// src/pipeline/execution.rs

//! `Pipeline::run`.

use crate::core::context::Handler;
use crate::core::context_data::ContextData;
use crate::core::control::{PipelineControl, PipelineResult};
use crate::error::FlowError;
use crate::pipeline::definition::Pipeline;
use tracing::{event, instrument, Instrument, Level};

impl<TData, Err> Pipeline<TData, Err>
where
  TData: 'static + Send + Sync,
  Err: std::error::Error + From<FlowError> + Send + Sync + 'static,
{
  /// Executes every step in order against `ctx_data`.
  ///
  /// Returns `Stopped` as soon as a handler answers [`PipelineControl::Stop`],
  /// and the first handler error unchanged. A required step with no handlers
  /// fails with [`FlowError::HandlerMissing`].
  #[instrument(
    name = "Pipeline::run",
    skip_all,
    fields(
      context_type = %std::any::type_name::<TData>(),
      num_steps = self.steps.len(),
    ),
    err(Display)
  )]
  pub async fn run(&self, ctx_data: ContextData<TData>) -> Result<PipelineResult, Err> {
    event!(Level::DEBUG, "Pipeline execution starting.");

    for (step_idx, step_def) in self.steps.iter().enumerate() {
      let step_name = step_def.name.as_str();

      if let Some(skip_if) = &step_def.skip_if {
        if skip_if(ctx_data.clone()) {
          event!(Level::DEBUG, step = step_name, "Step skipped by condition.");
          continue;
        }
      }

      let phases = [
        ("before", self.before.get(step_name)),
        ("on", self.on.get(step_name)),
        ("after", self.after.get(step_name)),
      ];

      if phases.iter().all(|(_, handlers)| handlers.map_or(true, |h| h.is_empty())) {
        if step_def.optional {
          event!(Level::DEBUG, step = step_name, "Optional step has no handlers, passing over.");
          continue;
        }
        event!(Level::ERROR, step = step_name, "Required step has no handlers.");
        return Err(Err::from(FlowError::HandlerMissing {
          step_name: step_def.name.clone(),
        }));
      }

      let step_span = tracing::info_span!("pipeline_step", step = step_name, step_index = step_idx);
      for (phase, handlers) in phases {
        let Some(handlers) = handlers else { continue };
        let control = run_phase(handlers, &ctx_data, phase)
          .instrument(step_span.clone())
          .await?;
        if control == PipelineControl::Stop {
          event!(Level::INFO, step = step_name, phase, "Pipeline stopped by handler.");
          return Ok(PipelineResult::Stopped);
        }
      }
    }

    event!(Level::DEBUG, "Pipeline execution completed.");
    Ok(PipelineResult::Completed)
  }
}

async fn run_phase<TData, Err>(
  handlers: &[Handler<TData, Err>],
  ctx_data: &ContextData<TData>,
  phase: &'static str,
) -> Result<PipelineControl, Err>
where
  TData: 'static + Send + Sync,
  Err: std::error::Error + Send + Sync + 'static,
{
  for handler in handlers {
    match handler(ctx_data.clone()).await {
      Ok(PipelineControl::Continue) => {}
      Ok(PipelineControl::Stop) => return Ok(PipelineControl::Stop),
      Err(e) => {
        event!(Level::WARN, phase, error = %e, "Handler failed.");
        return Err(e);
      }
    }
  }
  Ok(PipelineControl::Continue)
}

TASK OBJECTIVE | Copy the lines of the data above exactly as written, beginning with the line containing "no handlers, passing" and ending with the line containing "if control == PipelineControl::Stop", and leave out all other lines.

WRITTEN ANSWER |
          event!(Level::DEBUG, step = step_name, "Optional step has no handlers, passing over.");
          continue;
        }
        event!(Level::ERROR, step = step_name, "Required step has no handlers.");
        return Err(Err::from(FlowError::HandlerMissing {
          step_name: step_def.name.clone(),
        }));
      }

      let step_span = tracing::info_span!("pipeline_step", step = step_name, step_index = step_idx);
      for (phase, handlers) in phases {
        let Some(handlers) = handlers else { continue };
        let control = run_phase(handlers, &ctx_data, phase)
          .instrument(step_span.clone())
          .await?;
        if control == PipelineControl::Stop {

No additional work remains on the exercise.